What We Learned This Week - "Billions and Billions"

Columbus, Ohio lifted its two-week nitrate drinking water advisory, although its water problems aren't really over. Indiana joined a growing list of states banning synthetic plastic microbeads to protect its water resources. Floods tend to grab more headlines, but drought is actually much more costly in terms of its impact on agriculture. The U.S. may face up to $180 billion in economic losses because of drought and water shortages by end of century. And here are some flood headlines: Rainfall and resulting high waters closed some Red River locks; moderate to major flooding is predicted in the Illinois and Upper Mississippi River valleys and the Army Corps of Engineers is watching sand boils and levee seepage along the Mississippi River. The Agriculture Department announced a new web based tool to proactively monitor 12,000 dams nationwide in real time. The National Flood Insurance Program was called a "circus" in a Senate hearing. An Arkansas company proposed to pipe 840 thousand acre feet of Mississippi River water from Arkansas to Texas each year for “up to 75+ years.” That's about 274 billion gallons of water each year. Lead fishing tackle ingested by fish is killing Minnesota loons. The Citizens' Board of the Minnesota Pollution Control Agency met for the last time. The White House said it might veto a House EPA and Interior Department spending bill and has serious concerns over a Senate Commerce, Justice and Science, spending bill. There were 35 earthquakes in Oklahoma and regulators are rethinking the need for new oil and gas drilling restrictions.
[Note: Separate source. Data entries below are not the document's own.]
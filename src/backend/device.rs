// Vulkan Device - Core GPU interface
//
// Responsibilities:
// - Describe every physical device as a DeviceCandidate
// - Let the selection policy pick one (1.3, required features, present support)
// - Logical device + graphics/present queue creation

use super::error::{GpuError, Result};
use super::selection::{self, DeviceCandidate, DeviceFeatures};
use super::{GpuInstance, Surface};
use ash::vk;
use std::ffi::CStr;
use std::sync::Arc;

/// Logical device wrapper with automatic cleanup
pub struct VulkanDevice {
    pub device: ash::Device,
    pub physical_device: vk::PhysicalDevice,

    // Queue handles (one family does both graphics and present)
    pub graphics_queue: vk::Queue,
    pub graphics_queue_family: u32,

    pub device_name: String,
    pub api_version: u32,

    instance: Arc<GpuInstance>,
}

impl VulkanDevice {
    /// Select a physical device able to present to `surface` and create the logical device
    pub fn new(instance: Arc<GpuInstance>, surface: &Surface) -> Result<Arc<Self>> {
        let physical_devices = unsafe { instance.instance.enumerate_physical_devices() }?;

        let candidates: Vec<DeviceCandidate> = physical_devices
            .iter()
            .map(|&physical_device| Self::describe(&instance.instance, physical_device, surface))
            .collect();

        let index = selection::select(&candidates).map_err(GpuError::NoSuitableDevice)?;
        let chosen = &candidates[index];
        let physical_device = physical_devices[index];
        let graphics_queue_family = chosen
            .present_queue_family
            .ok_or_else(|| GpuError::NoSuitableDevice(vec![chosen.name.clone()]))?;

        log::info!("Selected GPU: {} ({:?})", chosen.name, chosen.device_type);
        log::info!(
            "API Version: {}.{}.{}",
            vk::api_version_major(chosen.api_version),
            vk::api_version_minor(chosen.api_version),
            vk::api_version_patch(chosen.api_version)
        );

        let (device, graphics_queue) =
            Self::create_logical_device(&instance.instance, physical_device, graphics_queue_family)?;

        Ok(Arc::new(Self {
            device,
            physical_device,
            graphics_queue,
            graphics_queue_family,
            device_name: chosen.name.clone(),
            api_version: chosen.api_version,
            instance,
        }))
    }

    /// Describe one physical device. A failing query does not abort
    /// selection, it only rules this device out.
    fn describe(
        instance: &ash::Instance,
        physical_device: vk::PhysicalDevice,
        surface: &Surface,
    ) -> DeviceCandidate {
        let properties = unsafe { instance.get_physical_device_properties(physical_device) };
        let name = unsafe { CStr::from_ptr(properties.device_name.as_ptr()) }
            .to_string_lossy()
            .into_owned();

        // The 1.3 feature struct is only valid to query on 1.3 devices
        let features = if properties.api_version >= super::instance::MIN_API_VERSION {
            Self::query_features(instance, physical_device)
        } else {
            DeviceFeatures::default()
        };

        let mut candidate = DeviceCandidate {
            name,
            api_version: properties.api_version,
            device_type: properties.device_type,
            features,
            has_swapchain_extension: false,
            present_queue_family: None,
            query_error: None,
        };

        let presentation = Self::query_presentation(instance, physical_device, surface);
        match presentation {
            Ok((has_swapchain_extension, present_queue_family)) => {
                candidate.has_swapchain_extension = has_swapchain_extension;
                candidate.present_queue_family = present_queue_family;
            }
            Err(e) => {
                log::warn!("Querying GPU {} failed: {}", candidate.name, e);
                candidate.query_error = Some(e.to_string());
            }
        }

        candidate
    }

    /// Swapchain extension support and the first graphics family that can present
    fn query_presentation(
        instance: &ash::Instance,
        physical_device: vk::PhysicalDevice,
        surface: &Surface,
    ) -> Result<(bool, Option<u32>)> {
        let extensions =
            unsafe { instance.enumerate_device_extension_properties(physical_device) }?;
        let has_swapchain_extension = extensions.iter().any(|ext| {
            (unsafe { CStr::from_ptr(ext.extension_name.as_ptr()) }) == ash::khr::swapchain::NAME
        });

        let queue_families =
            unsafe { instance.get_physical_device_queue_family_properties(physical_device) };

        for (index, family) in queue_families.iter().enumerate() {
            let index = index as u32;
            if family.queue_flags.contains(vk::QueueFlags::GRAPHICS)
                && surface.supports_present(physical_device, index)?
            {
                return Ok((has_swapchain_extension, Some(index)));
            }
        }

        Ok((has_swapchain_extension, None))
    }

    fn query_features(
        instance: &ash::Instance,
        physical_device: vk::PhysicalDevice,
    ) -> DeviceFeatures {
        let mut vulkan_1_2 = vk::PhysicalDeviceVulkan12Features::default();
        let mut vulkan_1_3 = vk::PhysicalDeviceVulkan13Features::default();
        {
            let mut features2 = vk::PhysicalDeviceFeatures2::default()
                .push_next(&mut vulkan_1_2)
                .push_next(&mut vulkan_1_3);
            unsafe { instance.get_physical_device_features2(physical_device, &mut features2) };
        }

        DeviceFeatures {
            dynamic_rendering: vulkan_1_3.dynamic_rendering == vk::TRUE,
            synchronization2: vulkan_1_3.synchronization2 == vk::TRUE,
            buffer_device_address: vulkan_1_2.buffer_device_address == vk::TRUE,
            descriptor_indexing: vulkan_1_2.descriptor_indexing == vk::TRUE,
        }
    }

    fn create_logical_device(
        instance: &ash::Instance,
        physical_device: vk::PhysicalDevice,
        graphics_queue_family: u32,
    ) -> Result<(ash::Device, vk::Queue)> {
        let queue_priorities = [1.0];
        let queue_create_info = vk::DeviceQueueCreateInfo::default()
            .queue_family_index(graphics_queue_family)
            .queue_priorities(&queue_priorities);

        let extensions = [ash::khr::swapchain::NAME.as_ptr()];

        // Enable exactly what selection required
        let required = DeviceFeatures::REQUIRED;
        let mut vulkan_1_3 = vk::PhysicalDeviceVulkan13Features::default()
            .dynamic_rendering(required.dynamic_rendering)
            .synchronization2(required.synchronization2);
        let mut vulkan_1_2 = vk::PhysicalDeviceVulkan12Features::default()
            .buffer_device_address(required.buffer_device_address)
            .descriptor_indexing(required.descriptor_indexing);
        let mut features2 = vk::PhysicalDeviceFeatures2::default()
            .push_next(&mut vulkan_1_3)
            .push_next(&mut vulkan_1_2);

        let create_info = vk::DeviceCreateInfo::default()
            .queue_create_infos(std::slice::from_ref(&queue_create_info))
            .enabled_extension_names(&extensions)
            .push_next(&mut features2);

        let device = unsafe { instance.create_device(physical_device, &create_info, None) }
            .map_err(GpuError::DeviceCreation)?;

        let graphics_queue = unsafe { device.get_device_queue(graphics_queue_family, 0) };

        Ok((device, graphics_queue))
    }

    /// Wait for device to be idle (e.g., before cleanup)
    pub fn wait_idle(&self) -> Result<()> {
        unsafe { self.device.device_wait_idle() }?;
        Ok(())
    }

    pub fn instance(&self) -> &Arc<GpuInstance> {
        &self.instance
    }
}

impl Drop for VulkanDevice {
    fn drop(&mut self) {
        log::info!("Destroying Vulkan device...");

        if let Err(e) = self.wait_idle() {
            log::warn!("Device wait before destroy failed: {}", e);
        }

        unsafe {
            self.device.destroy_device(None);
        }
    }
}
Activists said that Minnesota's Lake Calhoun needs a new name, as the current name honors a pro-slavery South Carolinian. The U.S. Conference of Mayors urged Congress to reauthorize and fully fund the popular Land and Water Conservation Fund. However, key members of Congress disagree on how to do that. And last but not least, if you want find "golden fried peanut butter and jelly on a stick" at this year's Iowa State Fair, there's an app for that.